Ainsi, ils ont adressé leurs doléances, le 1er mai dernier, à la Commission des transports du Québec (CTQ) pour qu'elle révise les prix. « Depuis la dernière refonte des tarifs en 2005, le prix de l'essence a grimpé d'au moins 20 sous, ce qui affecte aujourd'hui les revenus des chauffeurs d'environ 50 $ par semaine », détaille Mario Sabourin, porte-parole des Travailleurs autonomes du Québec (TAQ), section taxi. « Nous avons rencontré la Commission avant-hier pour expliquer nos revendications et l'entrevue a été positive », ajoute-t-il.
Révision des tarifs
La CTQ, pour sa part, évalue l'opportunité d'engager un processus de révision des tarifs. Si elle va dans cette direction, elle nommera un commissaire devant lequel se tiendra une audience publique avant qu'il ne rende sa décision. « Le prix de l'essence n'est pas la seule composante qui rentre en ligne de compte », explique Richard Angers, directeur des services à la clientèle à la CTQ. La décision administrative se base sur les différents coûts d'exploitation des chauffeurs et sur leurs adéquations avec les tarifs en vigueur. « Comme tout le monde, on constate une hausse des prix à la pompe, mais on ne sait pas si une audience va se tenir à court terme », poursuit le porte-parole. Lors de la dernière grande révision des tarifs, en novembre 2005, la CTQ avait appliqué une hausse de 12% par rapport à la précédente décision de novembre 2003. Le prix au départ pour une course moyenne de 5 km était passé de 2,75$ à 3,15$, et le tarif au km de 1,30 $ à 1,45$.

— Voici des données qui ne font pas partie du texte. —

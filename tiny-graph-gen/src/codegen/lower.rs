use std::collections::BTreeSet;

use crate::config::GenConfig;
use crate::error::{Error, Result};
use crate::ir::{
    ConvParam, DataLayout, FilterLayout, Graph, GraphNode, NodeId, OpKind, OpParam, PadMode,
    PoolMethod, PoolParam, TensorRef, TensorRole, TinyOp,
};

use super::plan::*;
use super::Analysis;

/// Where a node stands in the single linearization pass.
#[derive(Debug, Clone, Copy, PartialEq, Eq)]
enum NodeState {
    Pending,
    /// Bias-add absorbed by the compute node before it.
    FusedIntoPrior,
    /// Graph input, constant or alias: never a runtime node.
    Skipped,
    Emitted,
}

/**
 * Linearize an analysed graph into an ArtifactPlan.
 */
pub fn linearize(graph: &Graph, analysis: &Analysis, config: &GenConfig) -> Result<ArtifactPlan> {
    let layout = match config.layout {
        Some(layout) => layout,
        None => detect_layout(graph)?,
    };

    let mut lowering = Lowering {
        graph,
        analysis,
        layout,
        filter_layout: config.filter_layout,
        tensors: Vec::new(),
        used_consts: BTreeSet::new(),
    };
    let (params, nodes) = lowering.lower_nodes()?;
    if nodes.is_empty() {
        return Err(Error::EmptyGraph);
    }

    let constants = lowering.constants();
    let shifts = analysis
        .shifts
        .bindings()
        .iter()
        .map(|b| ShiftDef {
            symbol: b.symbol.clone(),
            value: b.value,
        })
        .collect();

    log::info!(
        "linearized {} nodes, {} tensors, {} parameter records ({layout})",
        nodes.len(),
        lowering.tensors.len(),
        params.len()
    );

    Ok(ArtifactPlan {
        meta: GraphMeta {
            name: config.graph_name.clone(),
            nn_id: config.nn_id,
            create_date: config.resolved_create_date(),
            layout,
            header: config.header.clone(),
        },
        constants,
        shifts,
        tensors: lowering.tensors,
        params,
        nodes,
    })
}

/// Layout declared by the conv/pool `data_format` attributes, NHWC when none is.
pub fn detect_layout(graph: &Graph) -> Result<DataLayout> {
    let mut found: Option<(DataLayout, &str)> = None;
    for node in graph.nodes() {
        let spatial = node.op.is_compute() || matches!(node.op, OpKind::MaxPool | OpKind::AvgPool);
        if !spatial {
            continue;
        }
        let Some(layout) = DataLayout::of_node(node)? else {
            continue;
        };
        match found {
            None => found = Some((layout, node.name.as_str())),
            Some((first, first_node)) if first != layout => {
                return Err(Error::MixedLayout {
                    first: first.to_string(),
                    first_node: first_node.to_string(),
                    second: layout.to_string(),
                    second_node: node.name.clone(),
                })
            }
            Some(_) => {}
        }
    }
    Ok(found.map(|(layout, _)| layout).unwrap_or_default())
}

struct Lowering<'a> {
    graph: &'a Graph,
    analysis: &'a Analysis,
    layout: DataLayout,
    filter_layout: FilterLayout,
    tensors: Vec<TensorRecord>,
    used_consts: BTreeSet<NodeId>,
}

impl<'a> Lowering<'a> {
    fn lower_nodes(&mut self) -> Result<(Vec<ParamRecord>, Vec<NodeRecord>)> {
        let graph = self.graph;
        let analysis = self.analysis;
        let units = &analysis.units;
        let symbols = &analysis.symbols;

        let mut state = vec![NodeState::Pending; graph.nodes().len()];
        let mut params = Vec::new();
        let mut nodes = Vec::new();

        for (id, node) in graph.nodes().iter().enumerate() {
            if state[id] != NodeState::Pending {
                continue;
            }
            match node.op {
                OpKind::Placeholder | OpKind::Const | OpKind::Identity | OpKind::QuantizationMarker => {
                    state[id] = NodeState::Skipped;
                    continue;
                }
                ref op if op.is_bias_add() => {
                    return Err(Error::topology(
                        &node.name,
                        "bias-add does not follow a conv/matmul it can be fused into",
                    ));
                }
                _ => {}
            }

            let op = TinyOp::from_kind(node)?;
            if node.outputs.len() != 1 {
                return Err(Error::topology(
                    &node.name,
                    format!("expected 1 output, found {}", node.outputs.len()),
                ));
            }

            let (operands, output) = match units.by_compute(id) {
                Some(unit) => {
                    let mut operands = vec![unit.data.clone(), node.inputs[1].clone()];
                    if let Some(fused) = &unit.bias {
                        operands.push(fused.operand.clone());
                        state[fused.add] = NodeState::FusedIntoPrior;
                    }
                    (operands, unit.output.clone())
                }
                None if node.op == OpKind::Reshape => {
                    let data = node.inputs.first().cloned().ok_or_else(|| {
                        Error::topology(&node.name, "reshape has no data input")
                    })?;
                    (vec![data], node.output_ref(0))
                }
                None => (node.inputs.clone(), node.output_ref(0)),
            };
            if operands.is_empty() {
                return Err(Error::topology(&node.name, "node has no inputs"));
            }

            let mut inputs = Vec::with_capacity(operands.len());
            for operand in &operands {
                let resolved = graph.resolve_alias(operand);
                inputs.push(self.record_tensor(&resolved)?);
            }
            let output = self.record_tensor(&output)?;

            let param = match self.param_for(node, op)? {
                Some(param) => {
                    let symbol = symbols.param(&node.name);
                    params.push(ParamRecord {
                        symbol: symbol.clone(),
                        param,
                    });
                    Some(symbol)
                }
                None => None,
            };

            log::debug!(
                "node {}: {} [{}] -> {}",
                node.name,
                op.c_tag(),
                inputs.join(", "),
                output
            );
            nodes.push(NodeRecord {
                symbol: symbols.node_record(&node.name),
                source: node.name.clone(),
                op,
                param,
                inputs,
                output,
            });
            state[id] = NodeState::Emitted;
        }

        Ok((params, nodes))
    }

    /// Record symbol for an alias-resolved tensor, creating the record on first reference.
    fn record_tensor(&mut self, t: &TensorRef) -> Result<String> {
        if let Some(existing) = self.tensors.iter().find(|r| &r.source == t) {
            return Ok(existing.symbol.clone());
        }

        let graph = self.graph;
        let analysis = self.analysis;
        let symbols = &analysis.symbols;
        let symbol = symbols.tensor(t);

        let mut dims = graph.tensor_desc(t).dims();
        if dims.len() > MAX_DIMS {
            return Err(Error::TooManyDims {
                tensor: t.to_string(),
                rank: dims.len(),
                max: MAX_DIMS,
            });
        }
        if dims.is_empty() {
            dims.push(1);
        }

        let role = graph.role(t);
        let producer = graph.producer(t);
        let (shift, data) = match role {
            TensorRole::Input => (ShiftRef::Zero, None),
            TensorRole::Constant => {
                let binding = analysis
                    .shifts
                    .for_node(producer)
                    .ok_or_else(|| Error::MissingShift {
                        tensor: t.to_string(),
                    })?;
                self.used_consts.insert(producer);
                let name = &graph.node(producer).name;
                (
                    ShiftRef::Symbol(binding.symbol.clone()),
                    Some(symbols.data_array(name)),
                )
            }
            TensorRole::Variable => (self.variable_shift(producer, t)?, None),
        };

        self.tensors.push(TensorRecord {
            symbol: symbol.clone(),
            source: t.clone(),
            dims,
            shift,
            role,
            data,
        });
        Ok(symbol)
    }

    /// Compute-unit outputs carry the unit's output shift; every other activation 0.
    fn variable_shift(&self, producer: NodeId, t: &TensorRef) -> Result<ShiftRef> {
        let units = &self.analysis.units;
        let unit = units
            .by_compute(producer)
            .or_else(|| units.by_bias_add(producer));
        match unit {
            Some(unit) => self
                .analysis
                .shifts
                .for_node(unit.compute)
                .map(|b| ShiftRef::Symbol(b.symbol.clone()))
                .ok_or_else(|| Error::MissingShift {
                    tensor: t.to_string(),
                }),
            None => Ok(ShiftRef::Zero),
        }
    }

    fn param_for(&self, node: &GraphNode, op: TinyOp) -> Result<Option<OpParam>> {
        Ok(match op {
            TinyOp::Pool => Some(OpParam::Pool(self.pool_param(node)?)),
            TinyOp::Conv | TinyOp::DwConv => Some(OpParam::Conv(self.conv_param(node)?)),
            TinyOp::Fc | TinyOp::Relu | TinyOp::Softmax | TinyOp::Reshape => None,
        })
    }

    fn pool_param(&self, node: &GraphNode) -> Result<PoolParam> {
        let (kernel_h, kernel_w) = self.spatial_pair(node, "ksize")?;
        let (stride_h, stride_w) = self.spatial_pair(node, "strides")?;
        let method = match node.op {
            OpKind::AvgPool => PoolMethod::Avg,
            _ => PoolMethod::Max,
        };
        Ok(PoolParam {
            kernel_h,
            kernel_w,
            stride_h,
            stride_w,
            pad: PadMode::from_attr(node.attr_str("padding")?),
            method,
        })
    }

    fn conv_param(&self, node: &GraphNode) -> Result<ConvParam> {
        if node.attrs.contains_key("dilations") {
            let dilations = node.attr_ints("dilations")?;
            if dilations.iter().any(|&d| d != 1) {
                return Err(Error::invalid_attr(
                    &node.name,
                    "dilations",
                    format!("non-unit dilations {dilations:?} are not supported"),
                ));
            }
        }

        let weight = self.graph.resolve_alias(&node.inputs[1]);
        let shape = self.graph.tensor_desc(&weight).dims();
        if shape.len() != 4 {
            return Err(Error::topology(
                &node.name,
                format!("weight '{weight}' must be 4-D, found shape {shape:?}"),
            ));
        }
        let (kh, kw) = self.filter_layout.kernel_axes(self.layout);
        let (stride_h, stride_w) = self.spatial_pair(node, "strides")?;

        Ok(ConvParam {
            kernel_h: shape[kh],
            kernel_w: shape[kw],
            stride_h,
            stride_w,
            pad: PadMode::from_attr(node.attr_str("padding")?),
            activation: -1,
        })
    }

    /// (h, w) entries of a 4-element `ksize`/`strides` list for the graph layout.
    fn spatial_pair(&self, node: &GraphNode, attr: &str) -> Result<(usize, usize)> {
        let values = node.attr_ints(attr)?;
        if values.len() != 4 {
            return Err(Error::invalid_attr(
                &node.name,
                attr,
                format!("expected 4 values, found {}", values.len()),
            ));
        }
        let (h, w) = self.layout.spatial_axes();
        let positive = |v: i64| {
            usize::try_from(v)
                .ok()
                .filter(|&v| v > 0)
                .ok_or_else(|| Error::invalid_attr(&node.name, attr, format!("{values:?} has a non-positive entry")))
        };
        Ok((positive(values[h])?, positive(values[w])?))
    }

    /// Quantized data of every constant referenced by a tensor record, in graph order.
    fn constants(&self) -> Vec<ConstData> {
        let symbols = &self.analysis.symbols;
        self.used_consts
            .iter()
            .filter_map(|&id| {
                let name = &self.graph.node(id).name;
                self.analysis.quant.get(name).map(|q| ConstData {
                    define: symbols.data_define(name),
                    array: symbols.data_array(name),
                    source: name.clone(),
                    values: q.data.clone(),
                })
            })
            .collect()
    }
}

En attendant, l'industrie s'organise. Marc Kirouac, président de la compagnie Taxi de Sherbrooke, indique qu'au sein de son regroupement, qui compte 84 propriétaires, déjà trois ont opté pour l'achat d'une hybride. « Si le prix du pétrole reste élevé, les chauffeurs vont regarder de plus en plus à se procurer ce genre d'automobile », souligne-t-il. Dans ce contexte, Mario Sabourin indique avoir demandé au gouvernement de bonifier le crédit d'impôt pour l'acquisition d'une hybride car celle-ci coûte, en moyenne, de 4 000 $ à 6000 $ de plus qu'une voiture à essence. Jusqu'ici, Québec propose un crédit de 2000 $. Dans le même temps, Ottawa mettra fin d'ici le 31 décembre à son programme Éco-Auto qui propose des rabais de 1 000 à 2 000 $ pour certains modèles de voitures dites propres.
Selon M. Sabourin, il n'y aurait que deux taxis avec des voitures hybrides à Montréal et pas plus de 10 à l'échelle de la province. En revanche, il note que de nombreux chauffeurs optent, lors du renouvellement de leur véhicule, pour des modèles plus compacts.
Enfin, le porte-parole indique aussi avoir demandé au gouvernement la possibilité d'installer dans les taxis des chauffages d'appoint, durant l'hiver, pour éviter de laisser tourner le moteur.